*Work request:* How many of the lines below have the word "info" in them? The answer is that number and nothing more.

(Saved data entries)
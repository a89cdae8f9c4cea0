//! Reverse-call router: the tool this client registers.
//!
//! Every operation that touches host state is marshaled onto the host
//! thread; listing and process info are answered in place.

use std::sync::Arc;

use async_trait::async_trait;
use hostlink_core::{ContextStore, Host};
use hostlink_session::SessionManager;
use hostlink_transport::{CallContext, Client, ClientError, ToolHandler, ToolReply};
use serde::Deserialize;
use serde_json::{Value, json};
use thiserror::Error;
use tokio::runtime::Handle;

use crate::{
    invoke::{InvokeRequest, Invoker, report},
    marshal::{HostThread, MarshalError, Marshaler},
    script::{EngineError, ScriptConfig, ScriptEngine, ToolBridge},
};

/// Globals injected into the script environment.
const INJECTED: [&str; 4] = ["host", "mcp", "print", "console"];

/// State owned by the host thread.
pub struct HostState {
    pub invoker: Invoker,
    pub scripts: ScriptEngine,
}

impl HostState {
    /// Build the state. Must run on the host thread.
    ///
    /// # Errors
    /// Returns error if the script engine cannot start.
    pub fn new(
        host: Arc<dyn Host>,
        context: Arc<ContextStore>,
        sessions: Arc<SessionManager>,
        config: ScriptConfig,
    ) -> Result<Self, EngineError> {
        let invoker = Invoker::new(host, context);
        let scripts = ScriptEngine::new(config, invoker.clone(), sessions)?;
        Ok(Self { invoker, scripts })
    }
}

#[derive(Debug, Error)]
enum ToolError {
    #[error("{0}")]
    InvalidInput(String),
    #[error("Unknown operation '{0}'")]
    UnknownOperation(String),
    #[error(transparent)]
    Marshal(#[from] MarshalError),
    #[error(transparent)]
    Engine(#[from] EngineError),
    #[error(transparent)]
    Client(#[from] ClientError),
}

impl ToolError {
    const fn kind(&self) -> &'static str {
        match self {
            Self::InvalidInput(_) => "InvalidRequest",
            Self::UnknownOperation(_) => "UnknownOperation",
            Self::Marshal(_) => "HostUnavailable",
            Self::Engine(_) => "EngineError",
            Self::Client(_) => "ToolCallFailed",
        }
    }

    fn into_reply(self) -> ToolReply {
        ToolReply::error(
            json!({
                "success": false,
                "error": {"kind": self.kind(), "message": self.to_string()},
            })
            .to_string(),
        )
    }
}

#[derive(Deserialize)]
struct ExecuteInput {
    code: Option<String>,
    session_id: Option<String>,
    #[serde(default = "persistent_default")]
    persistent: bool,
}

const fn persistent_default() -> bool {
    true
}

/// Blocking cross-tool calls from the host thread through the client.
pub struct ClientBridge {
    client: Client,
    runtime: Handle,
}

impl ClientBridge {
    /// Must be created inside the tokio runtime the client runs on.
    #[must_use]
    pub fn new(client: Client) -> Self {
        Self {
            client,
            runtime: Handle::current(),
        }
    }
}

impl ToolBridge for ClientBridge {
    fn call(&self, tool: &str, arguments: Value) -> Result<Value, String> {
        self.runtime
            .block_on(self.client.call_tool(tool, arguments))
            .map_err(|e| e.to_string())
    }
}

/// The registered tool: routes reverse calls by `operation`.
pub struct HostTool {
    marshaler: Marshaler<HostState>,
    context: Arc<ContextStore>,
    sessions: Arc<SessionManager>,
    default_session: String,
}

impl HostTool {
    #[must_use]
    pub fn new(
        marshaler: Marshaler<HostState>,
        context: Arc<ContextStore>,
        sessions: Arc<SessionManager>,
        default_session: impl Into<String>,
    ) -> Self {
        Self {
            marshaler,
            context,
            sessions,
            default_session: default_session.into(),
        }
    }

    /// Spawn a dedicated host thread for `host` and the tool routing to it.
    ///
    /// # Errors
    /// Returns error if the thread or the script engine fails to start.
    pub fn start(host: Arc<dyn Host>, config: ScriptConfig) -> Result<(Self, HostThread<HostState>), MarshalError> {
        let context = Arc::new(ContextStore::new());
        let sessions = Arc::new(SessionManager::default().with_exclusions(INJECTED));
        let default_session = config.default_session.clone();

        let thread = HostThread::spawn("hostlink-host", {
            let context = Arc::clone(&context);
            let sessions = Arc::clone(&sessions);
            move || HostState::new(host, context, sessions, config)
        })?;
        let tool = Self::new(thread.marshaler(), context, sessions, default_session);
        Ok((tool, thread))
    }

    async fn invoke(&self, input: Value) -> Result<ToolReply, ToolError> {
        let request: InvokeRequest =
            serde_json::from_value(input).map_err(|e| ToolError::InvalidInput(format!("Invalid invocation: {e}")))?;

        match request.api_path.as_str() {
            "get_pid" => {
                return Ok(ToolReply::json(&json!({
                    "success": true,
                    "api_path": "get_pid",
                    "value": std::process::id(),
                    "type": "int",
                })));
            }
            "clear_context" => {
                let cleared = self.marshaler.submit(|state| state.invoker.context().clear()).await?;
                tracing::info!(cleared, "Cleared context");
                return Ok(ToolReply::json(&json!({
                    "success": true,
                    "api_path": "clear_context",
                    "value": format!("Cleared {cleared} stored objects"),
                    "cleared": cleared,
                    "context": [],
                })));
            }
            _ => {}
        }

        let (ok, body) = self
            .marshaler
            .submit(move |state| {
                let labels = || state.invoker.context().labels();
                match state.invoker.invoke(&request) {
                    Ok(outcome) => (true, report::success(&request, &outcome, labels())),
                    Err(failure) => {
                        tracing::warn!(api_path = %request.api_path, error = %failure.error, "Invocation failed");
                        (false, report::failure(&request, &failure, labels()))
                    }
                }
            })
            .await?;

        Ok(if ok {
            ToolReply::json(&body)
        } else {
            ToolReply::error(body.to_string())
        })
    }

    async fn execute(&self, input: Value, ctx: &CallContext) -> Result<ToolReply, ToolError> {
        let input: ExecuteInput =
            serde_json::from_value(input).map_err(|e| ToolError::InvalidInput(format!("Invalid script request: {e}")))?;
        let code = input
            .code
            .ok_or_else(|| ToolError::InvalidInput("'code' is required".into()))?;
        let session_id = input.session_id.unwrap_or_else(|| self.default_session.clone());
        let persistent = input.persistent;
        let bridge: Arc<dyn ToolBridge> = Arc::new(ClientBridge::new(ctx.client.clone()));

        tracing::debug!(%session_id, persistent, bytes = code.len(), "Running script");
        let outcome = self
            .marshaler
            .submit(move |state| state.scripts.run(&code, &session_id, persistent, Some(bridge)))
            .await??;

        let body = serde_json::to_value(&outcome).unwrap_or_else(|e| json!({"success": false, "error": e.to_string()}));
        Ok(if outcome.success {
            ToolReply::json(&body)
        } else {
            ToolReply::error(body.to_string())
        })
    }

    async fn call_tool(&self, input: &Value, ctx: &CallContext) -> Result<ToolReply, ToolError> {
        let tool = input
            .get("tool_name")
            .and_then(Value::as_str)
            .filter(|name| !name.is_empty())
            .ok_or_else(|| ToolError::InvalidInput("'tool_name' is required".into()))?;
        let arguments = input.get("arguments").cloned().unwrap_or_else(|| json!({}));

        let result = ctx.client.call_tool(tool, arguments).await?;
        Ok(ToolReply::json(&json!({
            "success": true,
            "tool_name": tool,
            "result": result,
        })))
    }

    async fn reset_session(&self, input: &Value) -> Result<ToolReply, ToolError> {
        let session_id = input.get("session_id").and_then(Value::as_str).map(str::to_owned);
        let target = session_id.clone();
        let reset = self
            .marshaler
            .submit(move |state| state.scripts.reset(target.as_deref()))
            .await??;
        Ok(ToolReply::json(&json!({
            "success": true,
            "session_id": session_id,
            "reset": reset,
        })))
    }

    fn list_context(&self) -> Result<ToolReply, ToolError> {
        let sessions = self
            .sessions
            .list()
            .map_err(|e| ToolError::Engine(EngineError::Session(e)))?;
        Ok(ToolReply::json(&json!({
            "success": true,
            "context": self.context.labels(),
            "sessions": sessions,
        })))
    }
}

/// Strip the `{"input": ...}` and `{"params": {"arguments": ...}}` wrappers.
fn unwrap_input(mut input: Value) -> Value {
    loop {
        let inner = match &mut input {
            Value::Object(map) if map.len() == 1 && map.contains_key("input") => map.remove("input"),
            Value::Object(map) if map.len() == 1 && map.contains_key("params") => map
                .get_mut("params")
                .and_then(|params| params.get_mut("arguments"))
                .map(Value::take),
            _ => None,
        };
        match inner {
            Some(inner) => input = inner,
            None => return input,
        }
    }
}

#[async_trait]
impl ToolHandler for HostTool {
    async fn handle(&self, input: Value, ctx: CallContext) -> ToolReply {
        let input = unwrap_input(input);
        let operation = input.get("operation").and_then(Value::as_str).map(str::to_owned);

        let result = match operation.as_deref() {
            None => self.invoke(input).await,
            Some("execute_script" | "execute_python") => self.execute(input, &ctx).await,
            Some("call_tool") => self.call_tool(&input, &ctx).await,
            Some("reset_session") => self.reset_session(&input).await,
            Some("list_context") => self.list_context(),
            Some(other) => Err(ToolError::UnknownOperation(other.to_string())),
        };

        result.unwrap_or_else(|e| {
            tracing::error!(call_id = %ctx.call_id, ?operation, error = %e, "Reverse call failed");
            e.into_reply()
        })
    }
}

*Completed task:* 2